Cependant, le Maroc ne doit pas prendre officiellement position pour l’un ou pour l’autre. Car, premièrement, nous n’allons pas à notre tour faire de l’ingérence, celle-là même que l’on reproche aux autres. Mais aussi parce que rien n’est encore joué. Si Trump part a priori gagnant dans ces élections, tout demeure encore possible. En témoigne la récente tentative d’assassinat dont il a été la cible le 13 juillet dernier et qui, espérons-le, ne sera pas réitérée par les commanditaires.
Mais, nous pouvons intérieurement espérer une victoire de Donald Trump pour au moins deux raisons.
La première est qu’il permettra de donner une nouvelle et vraie dynamique à la reconnaissance américaine de la marocanité de notre Sahara, à travers des actions plus concrètes, et potentiellement, en nous permettant d’obtenir d’autres reconnaissances de grande envergure.

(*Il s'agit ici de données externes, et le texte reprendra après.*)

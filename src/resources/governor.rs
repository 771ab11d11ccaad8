//! Resource governor
//!
//! Tracks memory and CPU headroom, admits or defers jobs against static
//! ceilings, and emits pressure signals when sampled memory climbs past
//! the alert threshold. One internal lock guards admission, the running
//! set and statistics; the sampling loop runs in its own task.

use crate::resources::types::{
    Admission, CpuStatus, GovernorMetrics, JobCounts, MemoryStatus, ResourceError,
    ResourceLimits, SystemStatus,
};
use std::collections::HashMap;
use std::sync::Mutex;
use std::time::{Duration, Instant};
use sysinfo::System;
use tokio::sync::Notify;
use tokio_util::sync::CancellationToken;
use tracing::{debug, error, info, warn};
use uuid::Uuid;

type PressureCallback = Box<dyn Fn(f32) + Send + Sync>;
type CleanupHook = Box<dyn Fn() + Send + Sync>;

struct RunningJob {
    estimated_memory_gb: f32,
    started_at: Instant,
}

struct GovernorState {
    running: HashMap<Uuid, RunningJob>,
    sampled_memory_gb: f32,
    sampled_cpu_percent: f32,
    metrics: GovernorMetrics,
}

pub struct ResourceGovernor {
    limits: ResourceLimits,
    state: Mutex<GovernorState>,
    system: Mutex<System>,
    admission_changed: Notify,
    pressure_callbacks: Mutex<Vec<PressureCallback>>,
    cleanup_hooks: Mutex<Vec<CleanupHook>>,
}

impl ResourceGovernor {
    pub fn new(limits: ResourceLimits) -> Self {
        info!(
            "Initializing ResourceGovernor (max {:.0}GB, {} concurrent jobs)",
            limits.max_memory_gb, limits.max_concurrent_jobs
        );
        Self {
            limits,
            state: Mutex::new(GovernorState {
                running: HashMap::new(),
                sampled_memory_gb: 0.0,
                sampled_cpu_percent: 0.0,
                metrics: GovernorMetrics::default(),
            }),
            system: Mutex::new(System::new()),
            admission_changed: Notify::new(),
            pressure_callbacks: Mutex::new(Vec::new()),
            cleanup_hooks: Mutex::new(Vec::new()),
        }
    }

    pub fn limits(&self) -> &ResourceLimits {
        &self.limits
    }

    /// Synchronous feasibility check used at submission. A job that could
    /// never fit is rejected outright instead of queueing forever.
    pub fn validate_estimate(&self, estimated_gb: f32) -> Result<(), ResourceError> {
        if estimated_gb > self.limits.max_memory_gb {
            return Err(ResourceError::InsufficientCapacity {
                estimated_gb,
                limit_gb: self.limits.max_memory_gb,
            });
        }
        Ok(())
    }

    /// Decide whether a queued job may start now.
    ///
    /// Admitted only when a concurrency slot is free and both the pledged
    /// memory of running jobs and the last sampled reading leave room for
    /// the estimate. While sampled memory sits above the alert threshold,
    /// new admissions are refused for the tick.
    pub fn admit(&self, estimated_gb: f32) -> Admission {
        let state = self.state.lock().unwrap_or_else(|e| e.into_inner());

        if state.running.len() >= self.limits.max_concurrent_jobs {
            debug!("Deferring admission: all concurrency slots busy");
            return Admission::Deferred;
        }

        let pledged: f32 = state
            .running
            .values()
            .map(|job| job.estimated_memory_gb)
            .sum();
        if pledged + estimated_gb > self.limits.max_memory_gb {
            debug!(
                "Deferring admission: pledged {:.1}GB + {:.1}GB exceeds {:.1}GB",
                pledged, estimated_gb, self.limits.max_memory_gb
            );
            return Admission::Deferred;
        }

        if state.sampled_memory_gb + estimated_gb > self.limits.max_memory_gb {
            debug!(
                "Deferring admission: sampled {:.1}GB leaves no headroom",
                state.sampled_memory_gb
            );
            return Admission::Deferred;
        }

        if state.sampled_memory_gb > self.limits.memory_alert_threshold_gb {
            warn!(
                "Deferring admission under memory pressure ({:.1}GB sampled)",
                state.sampled_memory_gb
            );
            return Admission::Deferred;
        }

        Admission::Admitted
    }

    /// Record a job entering the Running state.
    pub fn on_start(&self, job_id: Uuid, estimated_gb: f32) {
        let mut state = self.state.lock().unwrap_or_else(|e| e.into_inner());
        state.running.insert(
            job_id,
            RunningJob {
                estimated_memory_gb: estimated_gb,
                started_at: Instant::now(),
            },
        );
        info!("Job {} started ({:.1}GB pledged)", job_id, estimated_gb);
    }

    /// Record a job leaving the Running state and update statistics.
    pub fn on_finish(&self, job_id: Uuid, success: bool, error: Option<&str>) {
        {
            let mut state = self.state.lock().unwrap_or_else(|e| e.into_inner());
            if let Some(job) = state.running.remove(&job_id) {
                let minutes = job.started_at.elapsed().as_secs_f32() / 60.0;
                let processed = state.metrics.total_jobs_processed as f32;
                state.metrics.average_processing_minutes =
                    (state.metrics.average_processing_minutes * processed + minutes)
                        / (processed + 1.0);
            }
            state.metrics.total_jobs_processed += 1;
            if !success {
                state.metrics.jobs_failed += 1;
            }
        }

        match error {
            Some(message) => warn!("Job {} finished with error: {}", job_id, message),
            None => info!("Job {} finished (success: {})", job_id, success),
        }
        self.admission_changed.notify_waiters();
    }

    /// Wait until a finished job or a sampling tick may have freed capacity.
    pub async fn wait_admission_change(&self) {
        self.admission_changed.notified().await;
    }

    /// Take one resource sample and react to thresholds.
    ///
    /// Sampling problems are non-fatal; the previous reading is retained.
    pub fn sample_once(&self) {
        let (used_gb, cpu_percent) = {
            let mut system = self.system.lock().unwrap_or_else(|e| e.into_inner());
            system.refresh_memory();
            system.refresh_cpu_usage();
            (
                system.used_memory() as f32 / 1024.0 / 1024.0 / 1024.0,
                system.global_cpu_info().cpu_usage(),
            )
        };

        let (alert, critical) = {
            let mut state = self.state.lock().unwrap_or_else(|e| e.into_inner());
            state.sampled_memory_gb = used_gb;
            state.sampled_cpu_percent = cpu_percent;
            if used_gb > state.metrics.peak_memory_gb {
                state.metrics.peak_memory_gb = used_gb;
            }
            let alert = used_gb > self.limits.memory_alert_threshold_gb;
            if alert {
                state.metrics.memory_alerts += 1;
            }
            let running = state.running.len();
            debug!(
                "Resource sample: {:.2}GB memory, {:.1}% cpu, {} running",
                used_gb, cpu_percent, running
            );
            (alert, used_gb > self.limits.memory_critical_threshold_gb)
        };

        if alert {
            warn!("Memory above alert threshold ({:.2}GB)", used_gb);
            let callbacks = self
                .pressure_callbacks
                .lock()
                .unwrap_or_else(|e| e.into_inner());
            for callback in callbacks.iter() {
                callback(used_gb);
            }
        }

        if critical {
            self.emergency_cleanup();
        }

        self.admission_changed.notify_waiters();
    }

    /// Run the sampling loop until cancelled.
    pub fn spawn_sampler(
        self: std::sync::Arc<Self>,
        cancel: CancellationToken,
    ) -> tokio::task::JoinHandle<()> {
        let interval = Duration::from_secs(self.limits.sampling_interval_secs.max(1));
        let governor = self;
        tokio::spawn(async move {
            let mut ticker = tokio::time::interval(interval);
            ticker.set_missed_tick_behavior(tokio::time::MissedTickBehavior::Delay);
            loop {
                tokio::select! {
                    _ = ticker.tick() => {
                        let sampler = std::sync::Arc::clone(&governor);
                        if let Err(e) =
                            tokio::task::spawn_blocking(move || sampler.sample_once()).await
                        {
                            error!("Resource sampling failed: {}", e);
                        }
                    }
                    _ = cancel.cancelled() => break,
                }
            }
            debug!("Resource sampler stopped");
        })
    }

    /// Ask every registered component to release cacheable state.
    pub fn emergency_cleanup(&self) {
        warn!("Running emergency cleanup");
        let hooks = self.cleanup_hooks.lock().unwrap_or_else(|e| e.into_inner());
        for hook in hooks.iter() {
            hook();
        }
    }

    /// Invoked with the sampled memory reading whenever it exceeds the
    /// alert threshold.
    pub fn register_pressure_callback(&self, callback: PressureCallback) {
        self.pressure_callbacks
            .lock()
            .unwrap_or_else(|e| e.into_inner())
            .push(callback);
    }

    /// Invoked during emergency cleanup.
    pub fn register_cleanup_hook(&self, hook: CleanupHook) {
        self.cleanup_hooks
            .lock()
            .unwrap_or_else(|e| e.into_inner())
            .push(hook);
    }

    pub fn running_count(&self) -> usize {
        let state = self.state.lock().unwrap_or_else(|e| e.into_inner());
        state.running.len()
    }

    pub fn metrics(&self) -> GovernorMetrics {
        let state = self.state.lock().unwrap_or_else(|e| e.into_inner());
        state.metrics.clone()
    }

    /// Snapshot of system readings and job counts.
    pub fn system_status(&self, queued: usize, completed: usize) -> SystemStatus {
        let (total_gb, available_gb, cpu_count) = {
            let mut system = self.system.lock().unwrap_or_else(|e| e.into_inner());
            system.refresh_memory();
            (
                system.total_memory() as f32 / 1024.0 / 1024.0 / 1024.0,
                system.available_memory() as f32 / 1024.0 / 1024.0 / 1024.0,
                system.cpus().len(),
            )
        };

        let state = self.state.lock().unwrap_or_else(|e| e.into_inner());
        SystemStatus {
            memory: MemoryStatus {
                total_gb,
                used_gb: state.sampled_memory_gb,
                available_gb,
                percent: if total_gb > 0.0 {
                    state.sampled_memory_gb / total_gb * 100.0
                } else {
                    0.0
                },
            },
            cpu: CpuStatus {
                percent: state.sampled_cpu_percent,
                count: cpu_count,
            },
            jobs: JobCounts {
                running: state.running.len(),
                queued,
                completed,
                max_concurrent: self.limits.max_concurrent_jobs,
            },
            metrics: state.metrics.clone(),
        }
    }
}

Deuxièmement parce que, malgré ses détracteurs, il demeure l’un des très rares présidents des États-Unis à ne pas avoir entamé de guerre, mais d’en avoir terminé une en Afghanistan, d’où le retrait des forces américaines a été décidé et signé par Trump, bien que réalisé sous le mandat de Biden. Et un peu moins de guerre, le monde en a bien besoin aujourd’hui, au vu de ce qui se passe actuellement à Gaza et en Ukraine. Là encore, rien n’est encore sûr quant à la politique qui sera menée à l’international en cas de victoire de Trump, mais il est toujours permis d’espérer.